File metadata and controls

66 lines (47 loc) · 2.69 KB

Training

We provide the train.py script that allows to load the dataset, initialize and start the training.

Data preparation

We used both image-based and sequence-based dataset. The ImageDataset class is actually for legacy only as we moved image-based dataset to be "dummy" single-frame sequences.

We provide two example dataset iBims-1 and Sintel, for image- and sequence-based pipeline and structure.

You can adapt the data loading and processing to your example; however, you will need to keep the same interface for the model to be consisten and train "out-of-the-box" the model. Datasets names to be used in the configs are the same as the class names under unik3d/datasets.

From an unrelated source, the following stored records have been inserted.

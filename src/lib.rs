//! Currently-playing poller library.
//!
//! Polls a fixed HTTP endpoint on a fixed interval, logs a running invocation
//! counter and streams every response body to an output sink.

pub mod config;
pub mod lifecycle;
pub mod observability;
pub mod poller;

pub use config::PollerConfig;
pub use lifecycle::Shutdown;
pub use poller::Poller;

The overall data folder should be like:

<where-you-stored-the-hdf5>
├── ibims.hdf5
├── Sintel.hdf5
├── ...
...

Getting started

Please make sure the Installation is completed.

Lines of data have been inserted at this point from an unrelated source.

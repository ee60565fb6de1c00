//! Lifecycle management subsystem.
//!
//! # Data Flow
//! ```text
//! Signals (signals.rs):
//!     SIGTERM/SIGINT → Shutdown::trigger_on_signal → Shutdown::trigger
//!
//! Shutdown (shutdown.rs):
//!     broadcast → Poller loop exits → process exits
//! ```
//!
//! In-flight requests are not drained; they end with the runtime.

pub mod shutdown;
pub mod signals;

pub use shutdown::Shutdown;
//! Shutdown coordination for the poller.

use tokio::sync::broadcast;
use tokio::task::JoinHandle;

use crate::lifecycle::signals;

/// Stops the Poller loop.
///
/// `Poller::run` takes a receiver from [`Shutdown::subscribe`]. Clones share
/// the same channel, so any clone can stop every subscribed loop.
#[derive(Clone)]
pub struct Shutdown {
    tx: broadcast::Sender<()>,
}

impl Shutdown {
    pub fn new() -> Self {
        let (tx, _) = broadcast::channel(1);
        Self { tx }
    }

    pub fn subscribe(&self) -> broadcast::Receiver<()> {
        self.tx.subscribe()
    }

    /// Stop every subscribed loop. A trigger with no subscribers is a no-op.
    pub fn trigger(&self) {
        if self.tx.send(()).is_err() {
            tracing::debug!("Shutdown triggered with no running poller");
        }
    }

    /// Trigger on the first SIGINT/SIGTERM.
    pub fn trigger_on_signal(&self) -> JoinHandle<()> {
        let shutdown = self.clone();
        tokio::spawn(async move {
            signals::wait_for_signal().await;
            shutdown.trigger();
        })
    }
}

impl Default for Shutdown {
    fn default() -> Self {
        Self::new()
    }
}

From the root of the repo:

export REPO=<where-the-repo-is>

# Adapt all this to your setup
export TMPDIR="/tmp"
export TORCH_HOME=${TMPDIR}
export HUGGINGFACE_HUB_CACHE=${TMPDIR}
export WANDB_HOME=${TMPDIR}
export DATAROOT=<where-you-stored-the-hdf5>

export MASTER_PORT=$((( RANDOM % 600 ) + 29400 ))

# The config will be used
export CFG="train/vits.json"

If you are on a machine without SLURM you can run the following:

export NNODES=1
export RANK=0
export MASTER_ADDR=127.0.0.1
export CUDA_VISIBLE_DEVICES="0" # set yours

export GPUS=$(echo ${CUDA_VISIBLE_DEVICES} | tr ',' '\n' | wc -l)
echo "Start script with python from: `which python`"
torchrun --rdzv-backend=c10d --nnodes=${NNODES} --nproc_per_node=${GPUS} --rdzv-endpoint ${MASTER_ADDR}:${MASTER_PORT} ${REPO}/scripts/train.py --config-file ${REPO}/configs/${CFG} --distributed

If your system has SLURM, all the information will be set by the scheduler and you have to run just:

srun -c ${SLURM_CPUS_PER_TASK} --kill-on-bad-exit=1 python -u ${REPO}/scripts/train.py --config-file ${REPO}/configs/${CFG} --master-port ${MASTER_PORT} --distributed

Additional dependencies

  • We require chamfer distance for the evaluation, you can compile the knn operation under ops/knn: bash compile.sh from the directory $REPO/unik3d/ops/knn. Set the correct export TORCH_CUDA_ARCH_LIST, according to the hardware you are working on.

  • For training and to perform augmentation, you can use camera_augmenter.py; however the splatting requires you to install operations by cloning and installing from github.com/hperrot/splatting.